Music Production

 

It’s MusicTech’s guide to everything you need to know about music production: from recording to mixing to mastering. Welcome to our Beginners Guide

Are you new to music production? Or are you returning to music making and need a refresher in certain aspects of recording, mixing and mastering? If either of these applies, then you’ve come to the right place. We’re going to explain all of the main principles of music technology and music production in as straightforward a way as possible.

 

Read the following and you should be in a good place to start (or restart) your music making, whether as a hobby, semi-professionally or even as a career.

So Where Do We Start?
The basics of a composition or song are its constituent parts i.e. the instruments (guitar, drums, bass, keyboards and so on) and the vocals. These are the ‘tracks’ and the core of the music production process is simply how you get the sounds together for each track, arrange them, mix them together and make them sound ‘professional’.

The device that enables all of this – and which has become the heart of the 21st century studio – is the humble computer: a Mac, PC or increasingly, portable devices like tablets and iPads.

Sequencers/DAW‘s
More specifically, of course, it’s the software that the computer runs that turns it in to a music production powerhouse. This software enables the recording, mixing and mastering of music tracks and is called a ‘sequencer’ or the rather grander-sounding ‘Digital Audio Workstation’ (
DAW).

Sequencers vary in price from free to hundreds of pounds and, combined with today’s powerful computers, can often allow unlimited tracks of music to be arranged together. You want an orchestra of thousands? You’re mad, but you’ve got it…

Sounds
So where do the sounds come from and how do you get them together within your computer? It’s easiest to think of these as ‘internal’ and ‘external’ within the context of your desktop environment. You can record ‘external sounds’ – guitars, vocals, acoustic instruments such as pianos and violins, or electronic keyboards like synthesizers – and arrange them together in your sequencer.

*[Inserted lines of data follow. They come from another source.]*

//! Filter conditions.
//!
//! A filter is a `(column, operator, value)` triple. Operators are addressed by
//! their short keys (`eq`, `gteq`, `not-null`, ...); a key outside the fixed set
//! does not produce a filter at all.

use std::fmt;

use crate::value::{SqlValue, ToSqlValue};

/// The fixed set of filter operators.
#[derive(Debug, Clone, Copy, PartialEq, Eq)]
pub enum Operator {
    /// `=`
    Eq,
    /// `!=`
    Neq,
    /// `>`
    Gt,
    /// `<`
    Lt,
    /// `>=`
    Gteq,
    /// `<=`
    Lteq,
    /// `LIKE`
    Like,
    /// `NOT LIKE`
    Nlike,
    /// `IN (...)`
    In,
    /// `NOT IN (...)`
    Nin,
    /// `IS NULL`
    Null,
    /// `IS NOT NULL`
    NotNull,
}

impl Operator {
    /// All operators, in key order.
    pub const ALL: [Self; 12] = [
        Self::Eq,
        Self::Neq,
        Self::Gt,
        Self::Lt,
        Self::Gteq,
        Self::Lteq,
        Self::Like,
        Self::Nlike,
        Self::In,
        Self::Nin,
        Self::Null,
        Self::NotNull,
    ];

    /// Looks an operator up by key. Unknown keys yield `None`.
    #[must_use]
    pub fn parse(key: &str) -> Option<Self> {
        Self::ALL.into_iter().find(|op| op.key() == key)
    }

    /// Returns the operator key.
    #[must_use]
    pub const fn key(self) -> &'static str {
        match self {
            Self::Eq => "eq",
            Self::Neq => "neq",
            Self::Gt => "gt",
            Self::Lt => "lt",
            Self::Gteq => "gteq",
            Self::Lteq => "lteq",
            Self::Like => "like",
            Self::Nlike => "nlike",
            Self::In => "in",
            Self::Nin => "nin",
            Self::Null => "null",
            Self::NotNull => "not-null",
        }
    }

    /// Returns the SQL operator text.
    #[must_use]
    pub const fn sql(self) -> &'static str {
        match self {
            Self::Eq => "=",
            Self::Neq => "!=",
            Self::Gt => ">",
            Self::Lt => "<",
            Self::Gteq => ">=",
            Self::Lteq => "<=",
            Self::Like => "LIKE",
            Self::Nlike => "NOT LIKE",
            Self::In => "IN",
            Self::Nin => "NOT IN",
            Self::Null => "IS NULL",
            Self::NotNull => "IS NOT NULL",
        }
    }
}

impl fmt::Display for Operator {
    fn fmt(&self, f: &mut fmt::Formatter<'_>) -> fmt::Result {
        f.write_str(self.key())
    }
}

/// The right-hand side of a condition.
#[derive(Debug, Clone, PartialEq)]
pub enum Operand {
    /// No value (`null`, `not-null`).
    None,
    /// A single value.
    Value(SqlValue),
    /// A list of values (`in`, `nin`).
    List(Vec<SqlValue>),
}

impl Operand {
    /// Returns the values carried by this operand.
    #[must_use]
    pub fn values(&self) -> &[SqlValue] {
        match self {
            Self::None => &[],
            Self::Value(v) => std::slice::from_ref(v),
            Self::List(values) => values,
        }
    }
}

/// An operator key paired with its operand, not yet attached to a column.
#[derive(Debug, Clone, PartialEq)]
pub struct Condition {
    key: String,
    operand: Operand,
}

impl Condition {
    /// Creates a condition from an operator key and a value.
    ///
    /// The key is not checked here; an unknown key is dropped when the
    /// condition is added to a query.
    pub fn new<V: ToSqlValue>(key: &str, value: V) -> Self {
        Self {
            key: key.to_string(),
            operand: Operand::Value(value.to_sql_value()),
        }
    }

    /// Creates a condition from an operator key and a list of values.
    pub fn list<V: ToSqlValue>(key: &str, values: Vec<V>) -> Self {
        Self {
            key: key.to_string(),
            operand: Operand::List(values.into_iter().map(ToSqlValue::to_sql_value).collect()),
        }
    }

    fn keyed(op: Operator, operand: Operand) -> Self {
        Self {
            key: op.key().to_string(),
            operand,
        }
    }

    /// `column = value`
    pub fn eq<V: ToSqlValue>(value: V) -> Self {
        Self::keyed(Operator::Eq, Operand::Value(value.to_sql_value()))
    }

    /// `column != value`
    pub fn neq<V: ToSqlValue>(value: V) -> Self {
        Self::keyed(Operator::Neq, Operand::Value(value.to_sql_value()))
    }

    /// `column > value`
    pub fn gt<V: ToSqlValue>(value: V) -> Self {
        Self::keyed(Operator::Gt, Operand::Value(value.to_sql_value()))
    }

    /// `column < value`
    pub fn lt<V: ToSqlValue>(value: V) -> Self {
        Self::keyed(Operator::Lt, Operand::Value(value.to_sql_value()))
    }

    /// `column >= value`
    pub fn gteq<V: ToSqlValue>(value: V) -> Self {
        Self::keyed(Operator::Gteq, Operand::Value(value.to_sql_value()))
    }

    /// `column <= value`
    pub fn lteq<V: ToSqlValue>(value: V) -> Self {
        Self::keyed(Operator::Lteq, Operand::Value(value.to_sql_value()))
    }

    /// `column LIKE pattern`
    pub fn like(pattern: &str) -> Self {
        Self::keyed(Operator::Like, Operand::Value(pattern.to_sql_value()))
    }

    /// `column NOT LIKE pattern`
    pub fn nlike(pattern: &str) -> Self {
        Self::keyed(Operator::Nlike, Operand::Value(pattern.to_sql_value()))
    }

    /// `column IN (values)`
    pub fn in_list<V: ToSqlValue>(values: Vec<V>) -> Self {
        Self::list(Operator::In.key(), values)
    }

    /// `column NOT IN (values)`
    pub fn not_in_list<V: ToSqlValue>(values: Vec<V>) -> Self {
        Self::list(Operator::Nin.key(), values)
    }

    /// `column IS NULL`
    #[must_use]
    pub fn is_null() -> Self {
        Self::keyed(Operator::Null, Operand::None)
    }

    /// `column IS NOT NULL`
    #[must_use]
    pub fn not_null() -> Self {
        Self::keyed(Operator::NotNull, Operand::None)
    }

    /// Returns the operator key as given.
    #[must_use]
    pub fn key(&self) -> &str {
        &self.key
    }
}

/// What `add_filter` accepts: a bare value (shorthand for `eq`) or a condition.
#[derive(Debug, Clone, PartialEq)]
pub enum Filter {
    /// A bare value, compared with `=`.
    Scalar(SqlValue),
    /// An explicit condition.
    Condition(Condition),
}

impl Filter {
    /// Normalizes the filter to a condition.
    #[must_use]
    pub fn into_condition(self) -> Condition {
        match self {
            Self::Scalar(value) => Condition::eq(value),
            Self::Condition(condition) => condition,
        }
    }
}

impl<T: ToSqlValue> From<T> for Filter {
    fn from(value: T) -> Self {
        Self::Scalar(value.to_sql_value())
    }
}

impl From<Condition> for Filter {
    fn from(condition: Condition) -> Self {
        Self::Condition(condition)
    }
}

/// A filter attached to a (qualified) column.
#[derive(Debug, Clone, PartialEq)]
pub struct FilterCondition {
    /// Qualified column name.
    pub column: String,
    /// Operator.
    pub operator: Operator,
    /// Operand.
    pub operand: Operand,
}

impl FilterCondition {
    /// Resolves a filter against a column. Returns `None` when the operator key
    /// is not one of the known operators.
    pub fn resolve(column: String, filter: impl Into<Filter>) -> Option<Self> {
        let condition = filter.into().into_condition();
        let operator = Operator::parse(&condition.key)?;
        Some(Self {
            column,
            operator,
            operand: condition.operand,
        })
    }
}

/// A raw condition for cases the operator set cannot express.
///
/// The expression may reference the column as `{column}` and marks each bound
/// value with `?`. A `?` inside a quoted literal is plain text.
#[derive(Debug, Clone, PartialEq)]
pub struct ExpressionFilter {
    /// Qualified column name.
    pub column: String,
    /// Expression template.
    pub expression: String,
    /// Values for the `?` markers, in order.
    pub values: Vec<SqlValue>,
}

impl ExpressionFilter {
    /// Counts the `?` markers of `template` outside quoted text.
    #[must_use]
    pub fn marker_count(template: &str) -> usize {
        let mut count = 0;
        replace_markers(template, |_| {
            count += 1;
            String::from("?")
        });
        count
    }

    /// Renders the expression for `column`, replacing the n-th marker with
    /// `bind(n-th value)`.
    pub fn render(&self, column: &str, mut bind: impl FnMut(&SqlValue) -> String) -> String {
        let template = self.expression.replace("{column}", column);
        let mut values = self.values.iter();
        replace_markers(&template, |_| {
            values.next().map_or_else(|| String::from("?"), &mut bind)
        })
    }
}

/// Rewrites each `?` outside single quotes, double quotes and backticks.
/// The closure receives the marker index.
fn replace_markers(template: &str, mut replace: impl FnMut(usize) -> String) -> String {
    let mut out = String::with_capacity(template.len());
    let mut quote: Option<char> = None;
    let mut index = 0;

    for c in template.chars() {
        match (quote, c) {
            (Some(q), c) => {
                if c == q {
                    quote = None;
                }
                out.push(c);
            }
            (None, '\'' | '"' | '`') => {
                quote = Some(c);
                out.push(c);
            }
            (None, '?') => {
                out.push_str(&replace(index));
                index += 1;
            }
            (None, c) => out.push(c),
        }
    }
    out
}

These are ‘digital audio’ tracks – no need to worry too much about the name just now, but it does become important later. They contain the actual audio information, the recorded waveform of the external instrument.

Now to the internal sounds, sounds generated within your DAW. Most sequencers have what are called ‘virtual instruments’ that recreate, for example, drum kits, keyboards or guitars for you to play or strum with your mouse or a connected keyboard.

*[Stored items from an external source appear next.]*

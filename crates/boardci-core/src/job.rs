//! Job identity, descriptor and status.

use chrono::{DateTime, Utc};
use serde::{Deserialize, Serialize};
use std::fmt;
use std::time::Duration;

use crate::RunId;

/// Exact identity of a job: one commit of one change in one project.
#[derive(Debug, Clone, PartialEq, Eq, Hash, Serialize, Deserialize)]
pub struct JobIdentity {
    /// Full project name, e.g. "OP-TEE/optee_os".
    pub project_full_name: String,
    /// Change (pull request) number within the project.
    pub change_number: u64,
    /// Provider-wide unique id of the change.
    pub unique_id: u64,
    /// Commit the job builds.
    pub commit_ref: String,
}

/// The coarser key used to decide whether a new submission replaces an older one.
#[derive(Debug, Clone, PartialEq, Eq, Hash)]
pub struct SupersessionKey {
    pub project_full_name: String,
    pub change_number: u64,
}

impl JobIdentity {
    pub fn supersession_key(&self) -> SupersessionKey {
        SupersessionKey {
            project_full_name: self.project_full_name.clone(),
            change_number: self.change_number,
        }
    }

    pub fn shares_key(&self, other: &JobIdentity) -> bool {
        self.change_number == other.change_number
            && self.project_full_name == other.project_full_name
    }

    /// The first seven characters of the commit reference.
    pub fn short_ref(&self) -> &str {
        match self.commit_ref.char_indices().nth(7) {
            Some((end, _)) => &self.commit_ref[..end],
            None => &self.commit_ref,
        }
    }
}

impl fmt::Display for JobIdentity {
    fn fmt(&self, f: &mut fmt::Formatter<'_>) -> fmt::Result {
        write!(
            f,
            "{}#{} ({}/{})",
            self.project_full_name,
            self.change_number,
            self.unique_id,
            self.short_ref()
        )
    }
}

/// Everything needed to reproduce the checkout and build of a job.
#[derive(Debug, Clone, PartialEq, Eq, Serialize, Deserialize)]
pub struct JobDescriptor {
    pub unique_id: u64,
    pub change_number: u64,
    /// Short project name, e.g. "optee_os".
    pub project_name: String,
    pub project_full_name: String,
    pub commit_ref: String,
    /// Where the change can be fetched from.
    pub clone_url: String,
    pub branch: String,
}

impl JobDescriptor {
    pub fn identity(&self) -> JobIdentity {
        JobIdentity {
            project_full_name: self.project_full_name.clone(),
            change_number: self.change_number,
            unique_id: self.unique_id,
            commit_ref: self.commit_ref.clone(),
        }
    }

    /// Build a descriptor from a GitHub `pull_request` event payload.
    pub fn from_github_payload(payload: &serde_json::Value) -> Option<Self> {
        let pull_request = payload.get("pull_request")?;
        let head = pull_request.get("head")?;
        let repository = payload.get("repository")?;

        let change_number = payload
            .get("number")
            .and_then(|n| n.as_u64())
            .or_else(|| pull_request.get("number").and_then(|n| n.as_u64()))?;

        Some(Self {
            unique_id: pull_request.get("id")?.as_u64()?,
            change_number,
            project_name: repository.get("name")?.as_str()?.to_string(),
            project_full_name: repository.get("full_name")?.as_str()?.to_string(),
            commit_ref: head.get("sha")?.as_str()?.to_string(),
            clone_url: head
                .get("repo")
                .and_then(|r| r.get("clone_url"))
                .and_then(|u| u.as_str())
                .unwrap_or_default()
                .to_string(),
            branch: head
                .get("ref")
                .and_then(|r| r.as_str())
                .unwrap_or_default()
                .to_string(),
        })
    }
}

/// Lifecycle status of a job. Success, Failed and Cancelled are terminal.
#[derive(Debug, Clone, Copy, PartialEq, Eq, Hash, Serialize, Deserialize)]
#[serde(rename_all = "lowercase")]
pub enum JobStatus {
    Pending,
    Running,
    Success,
    Failed,
    Cancelled,
}

impl JobStatus {
    pub fn is_terminal(&self) -> bool {
        matches!(
            self,
            JobStatus::Success | JobStatus::Failed | JobStatus::Cancelled
        )
    }

    pub fn as_str(&self) -> &'static str {
        match self {
            JobStatus::Pending => "pending",
            JobStatus::Running => "running",
            JobStatus::Success => "success",
            JobStatus::Failed => "failed",
            JobStatus::Cancelled => "cancelled",
        }
    }
}

impl fmt::Display for JobStatus {
    fn fmt(&self, f: &mut fmt::Formatter<'_>) -> fmt::Result {
        f.write_str(self.as_str())
    }
}

impl std::str::FromStr for JobStatus {
    type Err = crate::Error;

    fn from_str(s: &str) -> Result<Self, Self::Err> {
        match s {
            "pending" => Ok(JobStatus::Pending),
            "running" => Ok(JobStatus::Running),
            "success" => Ok(JobStatus::Success),
            "failed" => Ok(JobStatus::Failed),
            "cancelled" => Ok(JobStatus::Cancelled),
            other => Err(crate::Error::InvalidInput(format!(
                "unknown job status: {}",
                other
            ))),
        }
    }
}

/// One submission of a job, as held by the queue and the registry.
#[derive(Debug, Clone, Serialize, Deserialize)]
pub struct Job {
    pub run_id: RunId,
    pub identity: JobIdentity,
    pub descriptor: JobDescriptor,
    /// Restarted by a person rather than by an incoming event. Such jobs are
    /// never superseded.
    pub user_initiated: bool,
    pub status: JobStatus,
    pub started_at: Option<DateTime<Utc>>,
    pub run_time: Option<Duration>,
}

impl Job {
    pub fn new(descriptor: JobDescriptor, user_initiated: bool) -> Self {
        Self {
            run_id: RunId::new(),
            identity: descriptor.identity(),
            descriptor,
            user_initiated,
            status: JobStatus::Pending,
            started_at: None,
            run_time: None,
        }
    }

    /// Whether submitting `newer` should remove this job from the queue or stop it.
    pub fn is_superseded_by(&self, newer: &Job) -> bool {
        !self.user_initiated
            && self.identity.shares_key(&newer.identity)
            && self.identity != newer.identity
    }
}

These are known as MIDI tracks. Again you don’t need to worry too much about semantics here but the data within a MIDI track is more about the note information (which notes are played, how hard and for how long). These notes can be moved around and edited after being recorded simply by using the sequencer’s editor, clicking on them and dragging them around on screen.

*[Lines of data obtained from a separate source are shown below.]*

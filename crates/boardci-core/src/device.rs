//! Device power control.
//!
//! The orchestrator never sequences relays itself; it calls these primitives around
//! the stage loop according to the configured [`PowerAction`]s.

use async_trait::async_trait;
use serde::{Deserialize, Serialize};

use crate::Result;

/// One physical switch (a relay channel).
#[async_trait]
pub trait Switch: Send + Sync {
    async fn turn_on(&self) -> Result<()>;
    async fn turn_off(&self) -> Result<()>;
}

/// Power and recovery-mode primitives of the board under test.
#[async_trait]
pub trait Device: Send + Sync {
    async fn power_on(&self) -> Result<()>;
    async fn power_off(&self) -> Result<()>;
    async fn power_cycle(&self) -> Result<()>;
    /// Power cycle into the boot ROM recovery mode.
    async fn enter_recovery(&self) -> Result<()>;
    async fn leave_recovery(&self) -> Result<()>;
}

/// What to do with the board before or after a run.
#[derive(Debug, Clone, Copy, Default, PartialEq, Eq, Serialize, Deserialize)]
#[serde(rename_all = "kebab-case")]
pub enum PowerAction {
    #[default]
    Nothing,
    On,
    Off,
    Cycle,
    Recovery,
}

impl PowerAction {
    pub async fn apply(self, device: &dyn Device) -> Result<()> {
        match self {
            PowerAction::Nothing => Ok(()),
            PowerAction::On => device.power_on().await,
            PowerAction::Off => device.power_off().await,
            PowerAction::Cycle => device.power_cycle().await,
            PowerAction::Recovery => device.enter_recovery().await,
        }
    }
}

impl std::str::FromStr for PowerAction {
    type Err = crate::Error;

    fn from_str(s: &str) -> std::result::Result<Self, Self::Err> {
        match s {
            "nothing" | "none" => Ok(PowerAction::Nothing),
            "on" => Ok(PowerAction::On),
            "off" => Ok(PowerAction::Off),
            "cycle" => Ok(PowerAction::Cycle),
            "recovery" => Ok(PowerAction::Recovery),
            other => Err(crate::Error::InvalidInput(format!(
                "unknown power action: {}",
                other
            ))),
        }
    }
}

The second type of internal sound is called a sample. Again these are audio, so digital recordings of real sound but they are especially-created riffs, melodies, drum patterns (loops), or vocal parts produced by third party manufacturers. You can buy collections of these (on CD, DVD or download – or get them free with MusicTech each month!) and simply drop them on different tracks to build up a tune.

So, three different ways of getting sounds together for song creation. You can now create songs using external sounds, virtual instruments and samples or, more likely, a combination of all three. In theory, that’s all you need to know to go and produce music but there’s more if you want it, so let’s delve a little deeper and look at each method a little more closely…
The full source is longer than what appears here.